America: the plum blossoms are falling.
(10/29/06)
I just read that in Iraq, pilgrims making the hajj to Mecca were open fired upon. Sectarian violence. I feel sick.
I just want to wake up and have it all be over.
I remember the first time we invaded Iraq. I was 10 and my father was away working in Indiana. My mother, sister, and I stood in our living room listening to the television. Night vision images blared into the room. Targets hit. But who were they killing, really?
Collateral damage. That's the way you say that people got in the way.
I felt sick, 10, even then.
I had dreams where soliders marched endlessly. Over and over again, lines and lines of faceless men who went everywhere and nowhere. I woke up and it was all over.
Maybe I should just consider myself lucky: I can sit and sip tea in the quiet of a cheap apartment. Feed myself, work, plan a trip to Ireland, go to graduate school at a private university. I'm not scared of 24th Street, of Lyndale Avenue. I don't worry about random acts of violence or about my family's atoms being scattered by a car bomb.
And isn't that what we're fighting for?
Well, then I guess I owe "W" a big goddamn thank you. I hadn't realized that Iraq was such a threat to my ability to sip Lemon Zinger and listen to Leonard Cohen.
Collateral damage.
I think this freedom has become a liability.
"America when will we end the human war? / Go fuck yourself with your atom bomb." (--"America" by Allen Ginsberg)
St. Francis in Belfast
We float through second day fog, through the holy music of helicopter blades.
"Someone must be moving arms," St. Francis says, "The lacerations have healed, but there are battle scars."
He leads us into the candle lit trench. We watch arms moving, palms penitent in prayer.
For saints have hands that pilgrims' hands do touch. And palm to palm is a holy palmer's kiss.
"I have made peace with Muslims," he says, "I have made peace with Muslims, and yet I couldn't stop
St. Francis settles behind us as we sink into the wooden pew. In the golden light, people come and go. We begin to cry.
And So It Goes.
Everything is a deal. We are all ambassadors carrying suitcases. I bring nothing but insomnia, a dry mouth. Clean fingernails and red-painted toenails. I am alone. I am silent. And as I am, the house, too, is silent. This is the deal we have made.

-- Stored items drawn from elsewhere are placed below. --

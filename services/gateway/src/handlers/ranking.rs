use crate::error::AppError;
use crate::models::{HistoryRow, RankingResponse};
use crate::state::AppState;
use axum::{Json, extract::State};
use ranking::rank;

/// `GET /ranking` — the two-panel view: leaderboard rows plus the full
/// history, both recomputed from the ledger on every query.
pub async fn get_ranking(
    State(state): State<AppState>,
) -> Result<Json<RankingResponse>, AppError> {
    let entries = state.store.list_all();
    let participants = state.store.participants();

    let rows = rank(&entries, &participants);

    let directory = state.store.directory();
    let history = state
        .store
        .list_recent(usize::MAX)
        .into_iter()
        .map(|entry| HistoryRow::join(entry, directory))
        .collect();

    Ok(Json(RankingResponse { rows, history }))
}
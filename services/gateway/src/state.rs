use ledger::LedgerStore;
use std::sync::Arc;

#[derive(Clone)]
pub struct AppState {
    pub store: Arc<LedgerStore>,
}

impl AppState {
    pub fn new(store: LedgerStore) -> Self {
        Self {
            store: Arc::new(store),
        }
    }
}
//! Ledger API Gateway
//!
//! The HTTP/JSON boundary between UI clients and the ledger core. Two
//! clients consume it: an admin page that appends signed deltas, and a
//! public ranking page that reads the leaderboard and history. All
//! validation happens here, before any store call.

pub mod error;
pub mod handlers;
pub mod models;
pub mod router;
pub mod state;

And so in this house, whose silence is signed, dated, the world is beginning to feel impossible. For how can I possibly navigate it when so much depends on variables whose identities invariably lie in eyes of the beholder?
As light after light turns out across the city, people in their apartments or their houses pad softly wearing bathrobes and socks from kitchens to bathrooms to bedrooms where they sleep alone or next to someone else. And for those who sleep next to someone, deals are made as breathing becomes measured duet. Alone, moving from darkness into light, I break the deal with my house and turn on some music because so much depends on words, on sound, on a melodic distraction to pull me from the tangle of my thoughts, which race faster as the break of day nears.
Context and Relevance
I heard on the radio once that people in the 18-24 age group (or thereabouts) generally have the strongest desire to leave their mark on the world. This is why young people—especially the disadvantaged—are often seduced by terrorist groups. It could also be why young people might join the military or the Peace Corps or try to become artists or writers. They turn to terror or service or creation to say simply: “I exist.” But I can’t think of that; I can only wonder at point that desire subsides. When does one accept her condition—her place in the universal problem of life, which is that humans are all just small, brief lives?
I talked with a dear friend who recently lost her husband. She started to cry because something happened and she thought, “I have to tell ___ that when I get home.” Her next thought was the reality of his death. I hugged her as she wept; I asked her if she tried writing him a letter. She said, “I talk to him every night.” It led me to wonder if perhaps our real relevance is in the context of those we love, the world we influence composed of little more than that, which is both infinitely more frightening and more reassuring.